| Exercise objective |
Search the records for the word "WalkDir" and pick out every line that has it.

| Information given |
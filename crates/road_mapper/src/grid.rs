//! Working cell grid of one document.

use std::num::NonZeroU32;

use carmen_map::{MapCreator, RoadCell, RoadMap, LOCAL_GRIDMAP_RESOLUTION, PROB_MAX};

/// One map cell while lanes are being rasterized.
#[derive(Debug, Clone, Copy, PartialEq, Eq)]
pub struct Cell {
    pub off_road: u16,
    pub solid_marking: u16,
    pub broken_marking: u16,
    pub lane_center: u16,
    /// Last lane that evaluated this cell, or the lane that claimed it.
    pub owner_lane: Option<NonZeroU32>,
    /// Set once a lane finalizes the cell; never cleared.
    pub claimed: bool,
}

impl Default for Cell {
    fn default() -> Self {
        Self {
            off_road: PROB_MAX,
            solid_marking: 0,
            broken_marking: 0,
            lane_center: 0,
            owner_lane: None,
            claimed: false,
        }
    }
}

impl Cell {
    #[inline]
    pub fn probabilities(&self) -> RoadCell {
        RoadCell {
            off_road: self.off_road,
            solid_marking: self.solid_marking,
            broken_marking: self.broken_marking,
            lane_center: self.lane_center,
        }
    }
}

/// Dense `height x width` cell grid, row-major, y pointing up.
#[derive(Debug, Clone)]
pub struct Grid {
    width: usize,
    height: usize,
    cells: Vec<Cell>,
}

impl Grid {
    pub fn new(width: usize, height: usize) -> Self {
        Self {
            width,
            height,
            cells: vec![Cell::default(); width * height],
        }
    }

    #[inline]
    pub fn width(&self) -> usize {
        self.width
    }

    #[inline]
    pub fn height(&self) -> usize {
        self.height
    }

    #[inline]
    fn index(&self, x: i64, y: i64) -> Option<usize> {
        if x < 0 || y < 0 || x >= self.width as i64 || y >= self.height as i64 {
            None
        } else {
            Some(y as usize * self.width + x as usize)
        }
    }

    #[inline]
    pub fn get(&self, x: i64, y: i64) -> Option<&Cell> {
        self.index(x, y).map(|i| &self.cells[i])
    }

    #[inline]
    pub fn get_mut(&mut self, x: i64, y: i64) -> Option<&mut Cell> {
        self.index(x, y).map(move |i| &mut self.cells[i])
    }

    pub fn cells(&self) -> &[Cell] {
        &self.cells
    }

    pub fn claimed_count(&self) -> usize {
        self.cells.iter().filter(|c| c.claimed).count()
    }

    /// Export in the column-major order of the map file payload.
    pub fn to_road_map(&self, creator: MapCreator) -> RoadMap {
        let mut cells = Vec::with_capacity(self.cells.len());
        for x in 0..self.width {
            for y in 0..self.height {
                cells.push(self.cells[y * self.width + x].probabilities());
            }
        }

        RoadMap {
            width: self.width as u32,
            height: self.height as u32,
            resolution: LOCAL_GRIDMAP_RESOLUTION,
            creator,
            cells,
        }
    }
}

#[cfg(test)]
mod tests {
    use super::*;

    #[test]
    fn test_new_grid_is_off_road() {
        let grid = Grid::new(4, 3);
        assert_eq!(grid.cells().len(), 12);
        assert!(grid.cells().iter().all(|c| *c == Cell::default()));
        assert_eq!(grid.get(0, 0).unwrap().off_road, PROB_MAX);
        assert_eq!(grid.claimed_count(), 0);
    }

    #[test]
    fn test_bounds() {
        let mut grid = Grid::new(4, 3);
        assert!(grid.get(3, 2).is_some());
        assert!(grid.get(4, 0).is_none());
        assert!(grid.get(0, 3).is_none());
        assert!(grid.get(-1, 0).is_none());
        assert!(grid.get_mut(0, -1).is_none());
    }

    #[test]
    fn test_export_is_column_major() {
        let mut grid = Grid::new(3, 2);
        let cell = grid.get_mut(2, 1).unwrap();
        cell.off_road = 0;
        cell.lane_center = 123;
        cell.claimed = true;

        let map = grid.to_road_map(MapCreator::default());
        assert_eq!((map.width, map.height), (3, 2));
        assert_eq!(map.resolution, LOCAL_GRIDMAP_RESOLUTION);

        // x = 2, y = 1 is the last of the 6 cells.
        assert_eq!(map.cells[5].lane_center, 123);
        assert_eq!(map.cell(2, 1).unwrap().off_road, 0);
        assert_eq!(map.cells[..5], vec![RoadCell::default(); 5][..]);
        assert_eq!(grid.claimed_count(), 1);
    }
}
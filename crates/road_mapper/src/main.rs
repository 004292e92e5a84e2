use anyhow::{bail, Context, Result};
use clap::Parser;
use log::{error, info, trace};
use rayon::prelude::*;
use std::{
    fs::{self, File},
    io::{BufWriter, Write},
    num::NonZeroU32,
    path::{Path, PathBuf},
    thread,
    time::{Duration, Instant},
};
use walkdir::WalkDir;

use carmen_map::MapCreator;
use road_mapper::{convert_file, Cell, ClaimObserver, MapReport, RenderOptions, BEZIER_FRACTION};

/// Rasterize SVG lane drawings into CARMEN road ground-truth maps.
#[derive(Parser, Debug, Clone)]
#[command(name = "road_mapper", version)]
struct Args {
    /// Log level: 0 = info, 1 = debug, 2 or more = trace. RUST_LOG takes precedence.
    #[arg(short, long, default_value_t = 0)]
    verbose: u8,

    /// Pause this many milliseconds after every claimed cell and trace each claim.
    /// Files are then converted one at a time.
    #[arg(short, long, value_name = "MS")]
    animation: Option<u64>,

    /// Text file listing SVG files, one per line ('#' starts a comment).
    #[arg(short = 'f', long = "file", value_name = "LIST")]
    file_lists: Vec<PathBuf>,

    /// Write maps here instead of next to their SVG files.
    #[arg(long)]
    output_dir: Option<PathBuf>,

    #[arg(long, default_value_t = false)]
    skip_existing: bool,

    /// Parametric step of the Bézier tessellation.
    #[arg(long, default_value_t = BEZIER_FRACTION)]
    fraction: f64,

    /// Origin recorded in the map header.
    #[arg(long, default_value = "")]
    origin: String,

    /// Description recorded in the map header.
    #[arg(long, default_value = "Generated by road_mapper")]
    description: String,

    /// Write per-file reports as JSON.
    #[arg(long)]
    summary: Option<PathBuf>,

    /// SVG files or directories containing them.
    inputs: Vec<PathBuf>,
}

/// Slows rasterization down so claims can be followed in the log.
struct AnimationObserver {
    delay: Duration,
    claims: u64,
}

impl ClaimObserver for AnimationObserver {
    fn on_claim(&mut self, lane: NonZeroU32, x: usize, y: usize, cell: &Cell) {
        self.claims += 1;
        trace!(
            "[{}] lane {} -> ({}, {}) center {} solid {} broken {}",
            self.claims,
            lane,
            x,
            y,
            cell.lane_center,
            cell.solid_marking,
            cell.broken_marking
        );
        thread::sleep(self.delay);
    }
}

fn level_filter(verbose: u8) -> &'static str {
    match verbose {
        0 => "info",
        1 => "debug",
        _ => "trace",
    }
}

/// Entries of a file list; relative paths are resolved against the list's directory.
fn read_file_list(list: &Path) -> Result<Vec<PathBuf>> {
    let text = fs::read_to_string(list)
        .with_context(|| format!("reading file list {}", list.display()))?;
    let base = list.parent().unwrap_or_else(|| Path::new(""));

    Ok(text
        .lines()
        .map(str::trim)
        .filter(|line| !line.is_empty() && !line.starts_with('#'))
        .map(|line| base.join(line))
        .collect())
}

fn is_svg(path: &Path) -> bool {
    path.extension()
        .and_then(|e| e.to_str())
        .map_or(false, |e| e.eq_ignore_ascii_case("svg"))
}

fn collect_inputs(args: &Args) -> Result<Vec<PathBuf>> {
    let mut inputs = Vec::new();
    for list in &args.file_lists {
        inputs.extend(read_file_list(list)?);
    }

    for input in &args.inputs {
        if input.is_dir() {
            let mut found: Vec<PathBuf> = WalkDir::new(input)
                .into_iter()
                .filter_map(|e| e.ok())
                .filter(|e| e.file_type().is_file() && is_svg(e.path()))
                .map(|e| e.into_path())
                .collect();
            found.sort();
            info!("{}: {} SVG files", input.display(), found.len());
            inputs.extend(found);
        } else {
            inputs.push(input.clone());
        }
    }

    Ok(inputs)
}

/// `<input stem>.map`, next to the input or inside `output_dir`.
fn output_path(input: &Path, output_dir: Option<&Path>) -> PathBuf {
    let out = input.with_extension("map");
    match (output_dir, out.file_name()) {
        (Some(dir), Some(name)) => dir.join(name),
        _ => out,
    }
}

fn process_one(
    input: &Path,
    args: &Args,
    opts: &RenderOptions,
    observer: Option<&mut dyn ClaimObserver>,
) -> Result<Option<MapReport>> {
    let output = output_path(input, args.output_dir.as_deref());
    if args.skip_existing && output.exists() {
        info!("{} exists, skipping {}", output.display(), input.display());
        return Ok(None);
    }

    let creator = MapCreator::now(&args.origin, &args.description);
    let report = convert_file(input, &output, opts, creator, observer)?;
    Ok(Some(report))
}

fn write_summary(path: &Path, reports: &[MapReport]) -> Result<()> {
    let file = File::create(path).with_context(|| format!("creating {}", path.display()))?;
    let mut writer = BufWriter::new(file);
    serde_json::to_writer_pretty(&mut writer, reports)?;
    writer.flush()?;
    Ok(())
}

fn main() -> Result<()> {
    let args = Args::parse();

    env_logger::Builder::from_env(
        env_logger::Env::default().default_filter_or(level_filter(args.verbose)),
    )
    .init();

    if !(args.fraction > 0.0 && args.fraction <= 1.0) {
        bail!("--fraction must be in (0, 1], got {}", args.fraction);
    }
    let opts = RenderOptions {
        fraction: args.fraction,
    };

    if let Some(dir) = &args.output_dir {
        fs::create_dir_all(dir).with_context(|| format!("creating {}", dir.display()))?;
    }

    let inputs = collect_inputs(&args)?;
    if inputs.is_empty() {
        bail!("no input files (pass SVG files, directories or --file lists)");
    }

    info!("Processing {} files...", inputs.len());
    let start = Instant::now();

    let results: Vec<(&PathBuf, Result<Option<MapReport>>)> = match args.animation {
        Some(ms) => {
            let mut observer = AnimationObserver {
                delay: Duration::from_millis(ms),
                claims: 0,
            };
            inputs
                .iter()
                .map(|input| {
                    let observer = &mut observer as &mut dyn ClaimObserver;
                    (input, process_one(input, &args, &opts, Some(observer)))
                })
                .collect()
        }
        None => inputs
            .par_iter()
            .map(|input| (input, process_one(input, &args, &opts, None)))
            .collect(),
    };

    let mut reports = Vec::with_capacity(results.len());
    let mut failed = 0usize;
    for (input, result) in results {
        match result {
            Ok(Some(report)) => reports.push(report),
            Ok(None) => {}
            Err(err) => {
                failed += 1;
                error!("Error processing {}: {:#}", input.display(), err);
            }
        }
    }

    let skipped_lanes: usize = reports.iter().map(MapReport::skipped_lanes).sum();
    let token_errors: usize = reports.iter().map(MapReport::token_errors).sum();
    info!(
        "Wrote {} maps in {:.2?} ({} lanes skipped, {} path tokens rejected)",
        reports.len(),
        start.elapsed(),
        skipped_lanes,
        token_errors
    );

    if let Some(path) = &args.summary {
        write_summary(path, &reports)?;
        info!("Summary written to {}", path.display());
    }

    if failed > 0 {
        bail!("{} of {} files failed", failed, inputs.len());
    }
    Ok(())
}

| Exercise response |
use walkdir::WalkDir;
            let mut found: Vec<PathBuf> = WalkDir::new(input)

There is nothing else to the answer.